A shifter’s stamina could only get him so far.

Finally, the cabin he scented came into view. He’d known it was somewhere in the distance because the old wood scent and faint presence of humans was still in the air.

The scent of humans was old. Whoever the owners were, they weren’t here.

He understood why the second he got close enough to notice the details of the place.

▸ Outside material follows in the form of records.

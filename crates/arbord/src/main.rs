use std::env;
use std::io::{self, Write};
use std::process::ExitCode;

use arbor_config::LaunchArgs;

fn main() -> ExitCode {
    let args = match LaunchArgs::parse_from_iter(env::args_os()) {
        Ok(args) => args,
        Err(error) => error.exit(),
    };
    match arbord::run_service(args) {
        Ok(()) => ExitCode::SUCCESS,
        Err(error) => {
            let mut stderr = io::stderr().lock();
            if writeln!(stderr, "arbord: {error}").is_err() {
                return ExitCode::from(2);
            }
            ExitCode::FAILURE
        }
    }
}
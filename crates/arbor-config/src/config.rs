//! Immutable service configuration.

use std::time::Duration;

use camino::Utf8PathBuf;
use serde::{Serialize, Serializer};
use strum::{Display, EnumString};
use thiserror::Error;

use crate::ancestry::{Ancestry, AncestryError};
use crate::defaults::{
    DEFAULT_HOST, DEFAULT_QUEUE_CAPACITY, DEFAULT_REQUEST_DEADLINE, DEFAULT_VERSION, ROOT_APP,
};
use crate::logging::LogFormat;
use crate::severity::Severity;

/// Default port for a root service started without arguments in tests.
const DEFAULT_PORT: u16 = 8000;

/// URL scheme a service is reachable under.
#[derive(Debug, Clone, Copy, PartialEq, Eq, Serialize, EnumString, Display)]
#[serde(rename_all = "lowercase")]
#[strum(serialize_all = "lowercase")]
pub enum Scheme {
    /// Plain HTTP.
    Http,
    /// HTTP over TLS.
    Https,
}

/// Certificate and key used when serving over TLS.
#[derive(Debug, Clone, PartialEq, Eq, Serialize)]
pub struct TlsFiles {
    /// PEM encoded certificate chain.
    pub certfile: Utf8PathBuf,
    /// PEM encoded private key.
    pub keyfile: Utf8PathBuf,
}

/// Configuration of one service process, fixed for its lifetime.
#[derive(Debug, Clone, PartialEq, Eq, Serialize)]
pub struct Config {
    /// Unique name of the service within its tree.
    pub name: String,
    /// Application identifier installed in this process.
    pub app: String,
    /// Bind host.
    pub host: String,
    /// Bind port.
    pub port: u16,
    /// Log severity threshold.
    pub severity: Severity,
    /// Chain of ancestors, oldest first.
    pub ancestry: Ancestry,
    /// Application version.
    pub version: String,
    /// TLS material when the service is started with `--security`.
    pub tls: Option<TlsFiles>,
    /// Output format of the service log.
    pub log_format: LogFormat,
    /// Capacity of the request queue.
    pub queue_capacity: usize,
    /// Deadline a caller waits for its request.
    #[serde(rename = "request_deadline_ms", serialize_with = "as_millis")]
    pub request_deadline: Duration,
    /// Directory holding `apps/`, `logs/` and `run/`.
    pub work_dir: Utf8PathBuf,
}

impl Config {
    /// Scheme implied by the TLS settings.
    #[must_use]
    pub const fn scheme(&self) -> Scheme {
        if self.tls.is_some() {
            Scheme::Https
        } else {
            Scheme::Http
        }
    }

    /// Base address peers use to reach this service.
    #[must_use]
    pub fn address(&self) -> String {
        format!("{}://{}:{}", self.scheme(), self.host, self.port)
    }

    /// Filter directive derived from the severity.
    #[must_use]
    pub const fn log_filter(&self) -> &'static str {
        self.severity.log_filter()
    }

    /// Configured log output format.
    #[must_use]
    pub const fn log_format(&self) -> LogFormat {
        self.log_format
    }

    /// True when this process is the root of its tree.
    #[must_use]
    pub fn is_root(&self) -> bool {
        self.ancestry.is_empty()
    }

    /// Checks invariants the argument parser cannot express.
    ///
    /// # Errors
    ///
    /// Returns [`ConfigError`] when the name is empty or contains whitespace,
    /// or when the queue capacity is zero.
    pub fn validate(&self) -> Result<(), ConfigError> {
        if self.name.is_empty() || self.name.chars().any(char::is_whitespace) {
            return Err(ConfigError::InvalidName {
                name: self.name.clone(),
            });
        }
        if self.app.is_empty() || self.app.chars().any(char::is_whitespace) {
            return Err(ConfigError::InvalidApp {
                app: self.app.clone(),
            });
        }
        if self.queue_capacity == 0 {
            return Err(ConfigError::ZeroQueueCapacity);
        }
        Ok(())
    }
}

impl Default for Config {
    fn default() -> Self {
        Self {
            name: String::from("arbor"),
            app: String::from(ROOT_APP),
            host: String::from(DEFAULT_HOST),
            port: DEFAULT_PORT,
            severity: Severity::default(),
            ancestry: Ancestry::root(),
            version: String::from(DEFAULT_VERSION),
            tls: None,
            log_format: LogFormat::default(),
            queue_capacity: DEFAULT_QUEUE_CAPACITY,
            request_deadline: DEFAULT_REQUEST_DEADLINE,
            work_dir: Utf8PathBuf::from("."),
        }
    }
}

fn as_millis<S: Serializer>(duration: &Duration, serializer: S) -> Result<S::Ok, S::Error> {
    serializer.serialize_u128(duration.as_millis())
}

/// Errors raised while turning launch arguments into a [`Config`].
#[derive(Debug, Error)]
pub enum ConfigError {
    /// The service name was empty or contained whitespace.
    #[error("service name '{name}' must be non-empty and contain no whitespace")]
    InvalidName {
        /// Rejected name.
        name: String,
    },
    /// The application identifier was empty or contained whitespace.
    #[error("application '{app}' must be non-empty and contain no whitespace")]
    InvalidApp {
        /// Rejected identifier.
        app: String,
    },
    /// The ancestry argument did not decode.
    #[error("invalid ancestry argument: {source}")]
    Ancestry {
        /// Underlying decode error.
        #[source]
        source: AncestryError,
    },
    /// `--security` was given without both TLS files.
    #[error("--security requires both --certfile and --keyfile")]
    MissingTlsFiles,
    /// The request queue would never admit a request.
    #[error("queue capacity must be at least one")]
    ZeroQueueCapacity,
}

impl From<AncestryError> for ConfigError {
    fn from(source: AncestryError) -> Self {
        Self::Ancestry { source }
    }
}

#[cfg(test)]
mod tests {
    use rstest::rstest;

    use super::*;

    #[test]
    fn address_follows_tls_setting() {
        let mut config = Config {
            host: String::from("localhost"),
            port: 8100,
            ..Config::default()
        };
        assert_eq!(config.address(), "http://localhost:8100");
        config.tls = Some(TlsFiles {
            certfile: Utf8PathBuf::from("cert.pem"),
            keyfile: Utf8PathBuf::from("key.pem"),
        });
        assert_eq!(config.address(), "https://localhost:8100");
    }

    #[rstest]
    #[case("")]
    #[case("two words")]
    #[case("tab\tname")]
    fn rejects_names_with_blanks(#[case] name: &str) {
        let config = Config {
            name: name.to_owned(),
            ..Config::default()
        };
        assert!(matches!(
            config.validate(),
            Err(ConfigError::InvalidName { .. })
        ));
    }

    #[test]
    fn default_is_a_valid_root() {
        let config = Config::default();
        config.validate().expect("default config should validate");
        assert!(config.is_root());
    }
}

It was more of a shack than a cabin. Storm’s first thought was that it was used for storage, but there were no other houses nearby that it could be used for. There was a lake behind it, right behind the shack, and the water glowed orange with the setting sun.

He couldn’t believe John had managed to go so long and so far with a silver bullet inside of him, and despite the look of the shack, Storm wouldn’t look a gift horse in the mouth.

The door was locked, naturally, but it was a padlock and not a bolt. The wooden door was gray with age, and it was a simple matter of breaking it in and stepping inside.

He thanked God at the sight of a bed and a stove. Shack or no, someone used this place to spend nights. Maybe they only came here for fishing and whatnot, but there were supplies here that he could use.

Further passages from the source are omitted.